The other disc here, Bill Cole’s Seasoning the Greens, is a better bet all round. Like Love and Light, this is jazz that draws on a variety of world musics for inspiration. But here the mix of Western and non-Western instruments and systems of temperament is piquant rather than jarring, and only occasionally do things get too cluttered (I did find the combo of pennywhistle and – is it nagaswaram? – on “South Indian Marriage Rhythm” rather hard to take . . . ). Cole is especially interested in exploring the distinctive musical rhythms of other cultures: the central section of this continuous hourlong performance finds the musicians improvising in succession over rhythmic patterns from India, Colombia and Ghana. The musicians sidestep the jazz convention that dictates a round of neatly framed solos, instead elaborating continuously developing textures of lively, collectivist improvising. To my ear, the presiding spirit on this disc isn’t Coltrane or Sanders but Charles Mingus: certainly the latter’s influence is unmistakeable in the whoop and holler of the final track, a rolling 6/8 blues that brings the cultural odyssey of the piece back home.

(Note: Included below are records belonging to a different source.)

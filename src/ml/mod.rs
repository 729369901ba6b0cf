//! Training, evaluation, and inference for the multi-label message classifier.
//!
//! The pieces compose bottom-up: the [`vectorizer`] turns normalized token
//! sequences into TF-IDF feature vectors, [`tree`] and [`boost`] implement
//! per-category gradient-boosted binary classifiers, [`multilabel`] trains one
//! classifier per category, [`search`] drives hyperparameter selection by
//! cross-validated micro-F1, [`metrics`] computes the evaluation report, and
//! [`pipeline`] bundles the fitted pieces into one persistable artifact.

pub mod boost;
pub mod metrics;
pub mod multilabel;
pub mod pipeline;
pub mod search;
pub mod split;
pub mod tree;
pub mod vectorizer;

pub use boost::{BoostConfig, GradientBoostedClassifier};
pub use metrics::{ClassMetrics, ClassificationReport, micro_f1};
pub use multilabel::MultiLabelClassifier;
pub use pipeline::{AnalyzerKind, ClassificationPipeline, PipelineConfig, Prediction};
pub use search::{GridPoint, GridSearch, GridSearchOutcome, ParamGrid};
pub use split::{KFold, train_test_split};
pub use vectorizer::{TfIdfConfig, TfIdfVectorizer, VectorNorm};
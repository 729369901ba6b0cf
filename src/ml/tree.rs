//! Regression tree fit to boosting gradients.
//!
//! Each boosting round fits one of these trees to the current gradient and
//! hessian statistics. Split quality is the Newton gain and leaf values are
//! the regularized Newton step, so the tree slots directly into logistic
//! boosting.

use serde::{Deserialize, Serialize};

use crate::error::{MaydayError, Result};

/// Parameters controlling a single tree fit.
#[derive(Debug, Clone, Serialize, Deserialize)]
pub struct TreeParams {
    /// Maximum tree depth; depth 0 is a single leaf.
    pub max_depth: usize,
    /// Minimum number of samples required to attempt a split.
    pub min_samples_split: usize,
    /// L2 regularization added to the hessian sum in leaf values and gains.
    pub l2_regularization: f64,
}

/// A fitted regression tree.
#[derive(Debug, Clone, Serialize, Deserialize)]
pub struct RegressionTree {
    root: TreeNode,
}

#[derive(Debug, Clone, Serialize, Deserialize)]
enum TreeNode {
    Leaf {
        value: f64,
    },
    Split {
        feature: usize,
        threshold: f64,
        left: Box<TreeNode>,
        right: Box<TreeNode>,
    },
}

/// Best split found for one node, if any.
struct SplitCandidate {
    feature: usize,
    threshold: f64,
    gain: f64,
}

impl RegressionTree {
    /// Fit a tree to per-sample gradients and hessians.
    pub fn fit(
        features: &[Vec<f64>],
        gradients: &[f64],
        hessians: &[f64],
        params: &TreeParams,
    ) -> Result<Self> {
        if features.len() != gradients.len() || gradients.len() != hessians.len() {
            return Err(MaydayError::model(
                "features, gradients, and hessians must have equal length",
            ));
        }
        if features.is_empty() {
            return Err(MaydayError::model("cannot fit a tree on zero samples"));
        }

        let indices: Vec<usize> = (0..features.len()).collect();
        let root = Self::build_node(features, gradients, hessians, &indices, 0, params);

        Ok(RegressionTree { root })
    }

    /// Predict the tree output for one feature vector.
    ///
    /// Features beyond the vector's length read as 0.0, so a shorter vector
    /// (e.g. from an empty vocabulary) routes deterministically.
    pub fn predict(&self, features: &[f64]) -> f64 {
        let mut node = &self.root;
        loop {
            match node {
                TreeNode::Leaf { value } => return *value,
                TreeNode::Split {
                    feature,
                    threshold,
                    left,
                    right,
                } => {
                    let value = features.get(*feature).copied().unwrap_or(0.0);
                    node = if value <= *threshold { left } else { right };
                }
            }
        }
    }

    fn leaf_value(gradients: &[f64], hessians: &[f64], indices: &[usize], lambda: f64) -> f64 {
        let grad_sum: f64 = indices.iter().map(|&i| gradients[i]).sum();
        let hess_sum: f64 = indices.iter().map(|&i| hessians[i]).sum();
        grad_sum / (hess_sum + lambda)
    }

    fn build_node(
        features: &[Vec<f64>],
        gradients: &[f64],
        hessians: &[f64],
        indices: &[usize],
        depth: usize,
        params: &TreeParams,
    ) -> TreeNode {
        if depth >= params.max_depth || indices.len() < params.min_samples_split {
            return TreeNode::Leaf {
                value: Self::leaf_value(gradients, hessians, indices, params.l2_regularization),
            };
        }

        let Some(split) = Self::best_split(features, gradients, hessians, indices, params) else {
            return TreeNode::Leaf {
                value: Self::leaf_value(gradients, hessians, indices, params.l2_regularization),
            };
        };

        let (left_indices, right_indices): (Vec<usize>, Vec<usize>) = indices
            .iter()
            .copied()
            .partition(|&i| features[i][split.feature] <= split.threshold);

        let left = Self::build_node(features, gradients, hessians, &left_indices, depth + 1, params);
        let right =
            Self::build_node(features, gradients, hessians, &right_indices, depth + 1, params);

        TreeNode::Split {
            feature: split.feature,
            threshold: split.threshold,
            left: Box::new(left),
            right: Box::new(right),
        }
    }

    /// Exhaustive split search: every feature, thresholds at midpoints of
    /// adjacent distinct values. Features are scanned in index order and the
    /// comparison is strict, so ties resolve to the first candidate seen.
    fn best_split(
        features: &[Vec<f64>],
        gradients: &[f64],
        hessians: &[f64],
        indices: &[usize],
        params: &TreeParams,
    ) -> Option<SplitCandidate> {
        let n_features = features[indices[0]].len();
        let lambda = params.l2_regularization;

        let total_grad: f64 = indices.iter().map(|&i| gradients[i]).sum();
        let total_hess: f64 = indices.iter().map(|&i| hessians[i]).sum();
        let base_score = total_grad * total_grad / (total_hess + lambda);

        let mut best: Option<SplitCandidate> = None;

        for feature in 0..n_features {
            let mut ordered: Vec<usize> = indices.to_vec();
            ordered.sort_by(|&a, &b| {
                features[a][feature]
                    .partial_cmp(&features[b][feature])
                    .unwrap_or(std::cmp::Ordering::Equal)
            });

            let mut left_grad = 0.0;
            let mut left_hess = 0.0;

            for window in 0..ordered.len() - 1 {
                let i = ordered[window];
                left_grad += gradients[i];
                left_hess += hessians[i];

                let current = features[i][feature];
                let next = features[ordered[window + 1]][feature];
                if current == next {
                    continue;
                }

                let right_grad = total_grad - left_grad;
                let right_hess = total_hess - left_hess;
                let gain = left_grad * left_grad / (left_hess + lambda)
                    + right_grad * right_grad / (right_hess + lambda)
                    - base_score;

                if gain > 1e-12 && best.as_ref().is_none_or(|b| gain > b.gain) {
                    best = Some(SplitCandidate {
                        feature,
                        threshold: (current + next) / 2.0,
                        gain,
                    });
                }
            }
        }

        best
    }
}

#[cfg(test)]
mod tests {
    use super::*;

    fn params() -> TreeParams {
        TreeParams {
            max_depth: 3,
            min_samples_split: 2,
            l2_regularization: 1.0,
        }
    }

    #[test]
    fn test_single_leaf_when_no_split_helps() {
        // Identical gradients: no split can improve the Newton objective
        let features = vec![vec![1.0, 0.0], vec![0.0, 1.0]];
        let gradients = vec![0.5, 0.5];
        let hessians = vec![0.25, 0.25];

        let tree = RegressionTree::fit(&features, &gradients, &hessians, &params()).unwrap();
        let a = tree.predict(&[1.0, 0.0]);
        let b = tree.predict(&[0.0, 1.0]);
        assert_eq!(a, b);
    }

    #[test]
    fn test_separating_split() {
        // Feature 0 perfectly separates positive and negative gradients
        let features = vec![
            vec![1.0, 0.3],
            vec![0.9, 0.1],
            vec![0.0, 0.2],
            vec![0.1, 0.4],
        ];
        let gradients = vec![0.5, 0.5, -0.5, -0.5];
        let hessians = vec![0.25; 4];

        let tree = RegressionTree::fit(&features, &gradients, &hessians, &params()).unwrap();

        assert!(tree.predict(&[1.0, 0.0]) > 0.0);
        assert!(tree.predict(&[0.0, 0.0]) < 0.0);
    }

    #[test]
    fn test_depth_zero_is_constant() {
        let shallow = TreeParams {
            max_depth: 0,
            ..params()
        };
        let features = vec![vec![1.0], vec![0.0]];
        let gradients = vec![0.5, -0.5];
        let hessians = vec![0.25, 0.25];

        let tree = RegressionTree::fit(&features, &gradients, &hessians, &shallow).unwrap();
        assert_eq!(tree.predict(&[1.0]), tree.predict(&[0.0]));
    }

    #[test]
    fn test_zero_width_features() {
        // Empty vocabulary: every sample has a zero-length feature vector
        let features = vec![vec![], vec![]];
        let gradients = vec![-0.2, -0.2];
        let hessians = vec![0.2, 0.2];

        let tree = RegressionTree::fit(&features, &gradients, &hessians, &params()).unwrap();
        assert!(tree.predict(&[]) < 0.0);
    }

    #[test]
    fn test_length_mismatch_is_an_error() {
        let features = vec![vec![1.0]];
        assert!(RegressionTree::fit(&features, &[0.1, 0.2], &[0.1], &params()).is_err());
    }
}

Cole switches between a variety of instruments on the disc: the Chinese sona, the Korean hojok, the Northern Indian shenai and the Southern Indian nagaswaram. It would take a listener more closely acquainted with these instruments than I am to figure out exactly what he’s playing where, because these are actually all variations on the same basic instrument (a type of oboe). None of them has what you’d call an appealing sound: the Encyclopedia Britannica neutrally terms the sound of the nagaswaram “strong and penetrating” and notes (deadpan) that, like the bagpipes, it “is usually played outdoors.” I’m probably not the only listener whose musical tolerance is tested by an hour of skirling conical double-reed oboes. But despite such considerations, the disc is worth persisting with, as there’s some very fine music on here – above all, the magical and haunting “The Triple Towers of Kyongbokkang.”